Assignment
Copy out each line of the data that holds the word "serve".

Materials provided

//! Ball and paddle geometry for the arena.
//!
//! Positions are box centers in screen coordinates (y grows downwards).
//! Velocities are expressed in pixels per tick; there is no sub-stepping, so
//! a fast enough ball can tunnel through thin geometry.

use shared::{
    BALL_SIZE, BALL_SPEED, FIELD_BOTTOM, FIELD_CENTER_X, FIELD_CENTER_Y, FIELD_TOP,
    GOAL_BAR_LENGTH, GOAL_HEIGHT, GOAL_INSET, GOAL_THICKNESS, GOAL_Y, PADDLE_HEIGHT,
    PADDLE_WIDTH, WIDTH,
};
use std::f32::consts::FRAC_PI_4;

const HALF_BALL: f32 = BALL_SIZE / 2.0;
const HALF_THICKNESS: f32 = GOAL_THICKNESS / 2.0;

///Represents a vector in 2D space.
#[derive(Debug, Clone, Copy, PartialEq, Default)]
pub struct Vector2 {
    ///Value along the x-axis.
    /// Positive direction is to the right.
    pub x: f32,
    ///Value along the y-axis.
    /// Positive direction is down.
    pub y: f32,
}

impl Vector2 {
    pub const ZERO: Vector2 = Vector2 { x: 0.0, y: 0.0 };

    ///Returns the magnitude of the vector.
    pub fn magnitude(&self) -> f32 {
        (self.x * self.x + self.y * self.y).sqrt()
    }

    ///Returns the sum of two vectors.
    pub fn add(&self, other: &Vector2) -> Vector2 {
        Vector2 {
            x: self.x + other.x,
            y: self.y + other.y,
        }
    }
}

///Axis-aligned box described by its center.
#[derive(Debug, Clone, Copy, PartialEq)]
pub struct Rect {
    pub center: Vector2,
    pub width: f32,
    pub height: f32,
}

impl Rect {
    pub fn left(&self) -> f32 {
        self.center.x - self.width / 2.0
    }

    pub fn right(&self) -> f32 {
        self.center.x + self.width / 2.0
    }

    pub fn top(&self) -> f32 {
        self.center.y - self.height / 2.0
    }

    pub fn bottom(&self) -> f32 {
        self.center.y + self.height / 2.0
    }

    ///Inclusive AABB intersection: touching edges count as overlap.
    pub fn overlaps(&self, other: &Rect) -> bool {
        self.left() <= other.right()
            && self.right() >= other.left()
            && self.top() <= other.bottom()
            && self.bottom() >= other.top()
    }
}

/// Which side wall a goal is attached to.
#[derive(Debug, Clone, Copy, PartialEq, Eq)]
pub enum Side {
    Left,
    Right,
}

/// Box occupied by a paddle whose center is `(x, y)`.
pub fn paddle_rect(x: f32, y: f32) -> Rect {
    Rect {
        center: Vector2 { x, y },
        width: PADDLE_WIDTH,
        height: PADDLE_HEIGHT,
    }
}

/// Keeps a paddle center inside the playable field.
pub fn clamp_paddle(y: f32) -> f32 {
    y.clamp(
        FIELD_TOP + PADDLE_HEIGHT / 2.0,
        FIELD_BOTTOM - PADDLE_HEIGHT / 2.0,
    )
}

fn in_goal_window(y: f32) -> bool {
    (GOAL_Y..=GOAL_Y + GOAL_HEIGHT).contains(&y)
}

#[derive(Debug, Clone, Copy, PartialEq)]
pub struct Ball {
    pub position: Vector2,
    pub velocity: Vector2,
}

impl Ball {
    /// Resting at the field center, as before the first serve.
    pub fn idle() -> Self {
        Ball {
            position: Vector2 {
                x: FIELD_CENTER_X,
                y: FIELD_CENTER_Y,
            },
            velocity: Vector2::ZERO,
        }
    }

    /// At the field center heading right at full speed.
    pub fn serve() -> Self {
        Ball {
            velocity: Vector2 {
                x: BALL_SPEED,
                y: 0.0,
            },
            ..Ball::idle()
        }
    }

    pub fn at(x: f32, y: f32, vx: f32, vy: f32) -> Self {
        Ball {
            position: Vector2 { x, y },
            velocity: Vector2 { x: vx, y: vy },
        }
    }

    pub fn rect(&self) -> Rect {
        Rect {
            center: self.position,
            width: BALL_SIZE,
            height: BALL_SIZE,
        }
    }

    pub fn speed(&self) -> f32 {
        self.velocity.magnitude()
    }

    pub fn stop(&mut self) {
        self.velocity = Vector2::ZERO;
    }

    /// Advances one tick along the current velocity.
    pub fn integrate(&mut self) {
        self.position = self.position.add(&self.velocity);
    }

    /// Reflects off the top of the field and the floor. Returns true on contact.
    pub fn bounce_off_walls(&mut self) -> bool {
        if self.position.y <= FIELD_TOP + HALF_BALL {
            self.velocity.y = self.velocity.y.abs();
            self.position.y = FIELD_TOP + HALF_BALL;
            true
        } else if self.position.y >= FIELD_BOTTOM - HALF_BALL {
            self.velocity.y = -self.velocity.y.abs();
            self.position.y = FIELD_BOTTOM - HALF_BALL;
            true
        } else {
            false
        }
    }

    /// Goal whose mouth the ball has entered, if any.
    ///
    /// The ball's leading edge must reach the goal's inset threshold while its
    /// center lies inside the scoring window.
    pub fn goal_entered(&self) -> Option<Side> {
        if !in_goal_window(self.position.y) {
            return None;
        }
        if self.position.x - HALF_BALL <= GOAL_INSET {
            Some(Side::Left)
        } else if self.position.x + HALF_BALL >= WIDTH - GOAL_INSET {
            Some(Side::Right)
        } else {
            None
        }
    }

    /// Bounces off the posts and bars of both "C" goals. Returns true on contact.
    ///
    /// Posts reflect the horizontal component outside the scoring window,
    /// bars reflect the vertical component. The ball is placed flush against
    /// whatever it hit so it cannot sink into the frame.
    pub fn bounce_off_goal_frames(&mut self) -> bool {
        let mut hit = false;
        let outside_window = !in_goal_window(self.position.y);

        if outside_window && self.position.x - HALF_BALL <= GOAL_INSET + HALF_THICKNESS {
            self.velocity.x = self.velocity.x.abs();
            self.position.x = GOAL_INSET + HALF_THICKNESS + HALF_BALL;
            hit = true;
        }
        if outside_window && self.position.x + HALF_BALL >= WIDTH - GOAL_INSET - HALF_THICKNESS {
            self.velocity.x = -self.velocity.x.abs();
            self.position.x = WIDTH - GOAL_INSET - HALF_THICKNESS - HALF_BALL;
            hit = true;
        }

        let left_span = GOAL_INSET - HALF_THICKNESS..=GOAL_INSET + GOAL_BAR_LENGTH + HALF_THICKNESS;
        let right_span = WIDTH - GOAL_INSET - GOAL_BAR_LENGTH - HALF_THICKNESS
            ..=WIDTH - GOAL_INSET + HALF_THICKNESS;
        if left_span.contains(&self.position.x) || right_span.contains(&self.position.x) {
            for bar_y in [GOAL_Y, GOAL_Y + GOAL_HEIGHT] {
                hit |= self.bounce_off_bar(bar_y);
            }
        }

        hit
    }

    fn bounce_off_bar(&mut self, bar_y: f32) -> bool {
        let reach = HALF_THICKNESS + HALF_BALL;
        if (self.position.y - bar_y).abs() > reach {
            return false;
        }
        if self.position.y <= bar_y {
            self.velocity.y = -self.velocity.y.abs();
            self.position.y = bar_y - reach;
        } else {
            self.velocity.y = self.velocity.y.abs();
            self.position.y = bar_y + reach;
        }
        true
    }

    /// Deflects off a paddle centered at `paddle`. Returns true on contact.
    ///
    /// The impact offset from the paddle center, normalized by the paddle's
    /// half height, maps linearly onto a bounce angle of at most 45 degrees.
    /// The horizontal direction is reversed and the ball is placed flush
    /// against the paddle face it leaves from.
    pub fn bounce_off_paddle(&mut self, paddle: Vector2) -> bool {
        let paddle_box = paddle_rect(paddle.x, paddle.y);
        if !self.rect().overlaps(&paddle_box) {
            return false;
        }

        let offset = ((self.position.y - paddle.y) / (PADDLE_HEIGHT / 2.0)).clamp(-1.0, 1.0);
        let angle = offset * FRAC_PI_4;
        let away = if self.velocity.x > 0.0 {
            -1.0
        } else if self.velocity.x < 0.0 || self.position.x >= paddle.x {
            1.0
        } else {
            -1.0
        };

        self.velocity = Vector2 {
            x: BALL_SPEED * angle.cos() * away,
            y: BALL_SPEED * angle.sin(),
        };
        self.position.x = paddle.x + away * (PADDLE_WIDTH / 2.0 + HALF_BALL);
        true
    }

    /// True once the ball has left the window horizontally by more than its
    /// own size, which only a physics bug can cause.
    pub fn escaped(&self) -> bool {
        self.position.x < -BALL_SIZE || self.position.x > WIDTH + BALL_SIZE
    }
}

Response for this exercise
    /// Resting at the field center, as before the first serve.
    pub fn serve() -> Self {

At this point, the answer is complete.